In the entries that follow, copy exactly each line from the first through the line with "pub const PLAYBOOK_EXECUTION_TTL_SECS: u64".

# [Dataset items]
+ + +
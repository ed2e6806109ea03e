//! Recent playbook executions
//!
//! Each execution envelope is deep-merged into `playbook_execution_<id>` as the
//! playbook runs and indexed per playbook, so the UI can show the last runs
//! for five minutes.

use serde::Serialize;
use serde_json::{Map, Value};

use super::registry::{EphemeralRegistry, RegistryEntry};
use crate::{Error, KeyBuilder, Result, StoreContext};

pub const PLAYBOOK_EXECUTION_TTL_SECS: u64 = 5 * 60;

const STEP_PREFIX: &str = "step_";

/// One executed step, its recorded fields flattened alongside
#[derive(Debug, Clone, PartialEq, Serialize)]
pub struct PlaybookStep {
    pub id: String,
    /// Pretty JSON of `[bundle]`, or of `patch` when there is no bundle
    pub bundle_or_patch: Option<String>,
    #[serde(flatten)]
    pub data: Map<String, Value>,
}

#[derive(Debug, Clone, PartialEq, Serialize)]
pub struct PlaybookExecution {
    pub id: Option<String>,
    pub playbook_id: Option<String>,
    /// `in_timestamp` of the earliest step
    pub execution_start: Option<Value>,
    pub steps: Vec<PlaybookStep>,
}

#[derive(Clone, Debug)]
pub struct PlaybookExecutionService {
    registry: EphemeralRegistry,
    keys: KeyBuilder,
}

impl PlaybookExecutionService {
    #[must_use]
    pub fn new(ctx: &StoreContext) -> Self {
        Self {
            registry: EphemeralRegistry::new(ctx.store()),
            keys: ctx.keys().clone(),
        }
    }

    /// Merge `envelope` over the stored execution and re-index it.
    /// Returns the merged envelope.
    pub async fn update_execution(&self, envelope: &Value) -> Result<Value> {
        let execution_id = required_str(envelope, "playbook_execution_id")?;
        let playbook_id = required_str(envelope, "playbook_id")?;

        let key = self.keys.playbook_execution(execution_id);
        let mut merged = match self.registry.get(&key).await? {
            Some((current @ Value::Object(_), _)) => current,
            _ => Value::Object(Map::new()),
        };
        merge_deep(&mut merged, envelope);

        self.registry
            .set_key_with_list(
                &key,
                &[self.keys.playbook_executions(playbook_id)],
                &merged,
                PLAYBOOK_EXECUTION_TTL_SECS,
            )
            .await?;
        Ok(merged)
    }

    /// Executions of the playbook updated within the last five minutes
    pub async fn last_executions(&self, playbook_id: &str) -> Result<Vec<PlaybookExecution>> {
        let entries = self
            .registry
            .keys_from_list(
                &self.keys.playbook_executions(playbook_id),
                Some(PLAYBOOK_EXECUTION_TTL_SECS),
            )
            .await?;
        Ok(entries.into_iter().map(to_execution).collect())
    }
}

fn required_str<'a>(envelope: &'a Value, field: &str) -> Result<&'a str> {
    envelope
        .get(field)
        .and_then(Value::as_str)
        .filter(|s| !s.is_empty())
        .ok_or_else(|| Error::InvalidInput(format!("execution envelope is missing {field}")))
}

/// Right-biased deep merge: objects merge key by key, anything else replaces
fn merge_deep(target: &mut Value, source: &Value) {
    match (target, source) {
        (Value::Object(target), Value::Object(source)) => {
            for (key, value) in source {
                match target.get_mut(key) {
                    Some(existing) => merge_deep(existing, value),
                    None => {
                        target.insert(key.clone(), value.clone());
                    }
                }
            }
        }
        (target, source) => *target = source.clone(),
    }
}

fn to_execution(entry: RegistryEntry) -> PlaybookExecution {
    let mut steps: Vec<PlaybookStep> = entry
        .value
        .iter()
        .filter_map(|(key, value)| {
            let id = key.strip_prefix(STEP_PREFIX)?;
            Some(to_step(id, value))
        })
        .collect();
    steps.sort_by(|a, b| {
        timestamp(a)
            .cmp(&timestamp(b))
            .then_with(|| a.id.cmp(&b.id))
    });

    let field = |name: &str| entry.value.get(name).and_then(Value::as_str).map(str::to_string);
    PlaybookExecution {
        id: field("playbook_execution_id"),
        playbook_id: field("playbook_id"),
        execution_start: steps.first().and_then(|s| s.data.get("in_timestamp").cloned()),
        steps,
    }
}

fn timestamp(step: &PlaybookStep) -> Option<&str> {
    step.data.get("in_timestamp").and_then(Value::as_str)
}

fn to_step(id: &str, value: &Value) -> PlaybookStep {
    let mut data = match value {
        Value::Object(map) => map.clone(),
        _ => Map::new(),
    };
    let bundle_or_patch = match (data.get("bundle"), data.get("patch")) {
        (Some(bundle), _) if !bundle.is_null() => {
            serde_json::to_string_pretty(&[bundle]).ok()
        }
        (_, Some(patch)) => serde_json::to_string_pretty(patch).ok(),
        _ => None,
    };
    // Recorded fields win over the derived ones
    let id = match data.remove("id") {
        Some(Value::String(own)) => own,
        _ => id.to_string(),
    };
    let bundle_or_patch = match data.remove("bundle_or_patch") {
        Some(Value::String(own)) => Some(own),
        _ => bundle_or_patch,
    };
    PlaybookStep {
        id,
        bundle_or_patch,
        data,
    }
}

#[cfg(test)]
mod tests {
    use super::*;
    use crate::test_helpers::memory_context;
    use serde_json::json;
    use std::time::Duration;

    fn envelope(execution: &str, step: &str, step_data: Value) -> Value {
        let mut envelope = json!({
            "playbook_execution_id": execution,
            "playbook_id": "pb-1",
        });
        envelope[format!("step_{step}")] = step_data;
        envelope
    }

    #[tokio::test]
    async fn test_updates_merge_deeply() {
        let playbooks = PlaybookExecutionService::new(&memory_context());
        playbooks
            .update_execution(&envelope(
                "exec-1",
                "a",
                json!({ "in_timestamp": "2024-01-01T00:00:00Z", "status": "running" }),
            ))
            .await
            .unwrap();
        let merged = playbooks
            .update_execution(&envelope(
                "exec-1",
                "a",
                json!({ "out_timestamp": "2024-01-01T00:00:01Z", "status": "success" }),
            ))
            .await
            .unwrap();

        assert_eq!(merged["step_a"]["in_timestamp"], "2024-01-01T00:00:00Z");
        assert_eq!(merged["step_a"]["out_timestamp"], "2024-01-01T00:00:01Z");
        assert_eq!(merged["step_a"]["status"], "success");
    }

    #[tokio::test]
    async fn test_last_executions_reshapes_steps() {
        let playbooks = PlaybookExecutionService::new(&memory_context());
        playbooks
            .update_execution(&envelope(
                "exec-1",
                "b",
                json!({
                    "in_timestamp": "2024-01-01T00:00:02Z",
                    "patch": [{ "op": "add", "path": "/labels/0", "value": "apt" }],
                }),
            ))
            .await
            .unwrap();
        playbooks
            .update_execution(&envelope(
                "exec-1",
                "a",
                json!({
                    "in_timestamp": "2024-01-01T00:00:00Z",
                    "bundle": { "type": "bundle", "objects": [] },
                }),
            ))
            .await
            .unwrap();

        let executions = playbooks.last_executions("pb-1").await.unwrap();
        assert_eq!(executions.len(), 1);
        let execution = &executions[0];
        assert_eq!(execution.id.as_deref(), Some("exec-1"));
        assert_eq!(execution.playbook_id.as_deref(), Some("pb-1"));
        assert_eq!(execution.execution_start, Some(json!("2024-01-01T00:00:00Z")));

        let ids: Vec<&str> = execution.steps.iter().map(|s| s.id.as_str()).collect();
        assert_eq!(ids, vec!["a", "b"]);
        let bundle: Value =
            serde_json::from_str(execution.steps[0].bundle_or_patch.as_deref().unwrap()).unwrap();
        assert_eq!(bundle, json!([{ "type": "bundle", "objects": [] }]));
        let patch: Value =
            serde_json::from_str(execution.steps[1].bundle_or_patch.as_deref().unwrap()).unwrap();
        assert_eq!(patch[0]["value"], "apt");

        assert!(playbooks.last_executions("pb-2").await.unwrap().is_empty());
    }

    #[tokio::test(start_paused = true)]
    async fn test_executions_lapse_after_five_minutes() {
        let playbooks = PlaybookExecutionService::new(&memory_context());
        playbooks
            .update_execution(&envelope("exec-1", "a", json!({ "in_timestamp": "t0" })))
            .await
            .unwrap();

        tokio::time::advance(Duration::from_secs(PLAYBOOK_EXECUTION_TTL_SECS - 10)).await;
        assert_eq!(playbooks.last_executions("pb-1").await.unwrap().len(), 1);

        tokio::time::advance(Duration::from_secs(11)).await;
        assert!(playbooks.last_executions("pb-1").await.unwrap().is_empty());

        // A lapsed execution starts over instead of merging into stale state
        let fresh = playbooks
            .update_execution(&envelope("exec-1", "b", json!({ "in_timestamp": "t1" })))
            .await
            .unwrap();
        assert!(fresh.get("step_a").is_none());
    }

    #[tokio::test]
    async fn test_envelope_requires_ids() {
        let playbooks = PlaybookExecutionService::new(&memory_context());
        let result = playbooks.update_execution(&json!({ "playbook_id": "pb-1" })).await;
        assert!(matches!(result, Err(Error::InvalidInput(_))));
    }
}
+ + +
# [Answer section]
repository ed2e6806109ea03e
//! Recent playbook executions
//!
//! Each execution envelope is deep-merged into `playbook_execution_<id>` as the
//! playbook runs and indexed per playbook, so the UI can show the last runs
//! for five minutes.

use serde::Serialize;
use serde_json::{Map, Value};

use super::registry::{EphemeralRegistry, RegistryEntry};
use crate::{Error, KeyBuilder, Result, StoreContext};

pub const PLAYBOOK_EXECUTION_TTL_SECS: u64 = 5 * 60;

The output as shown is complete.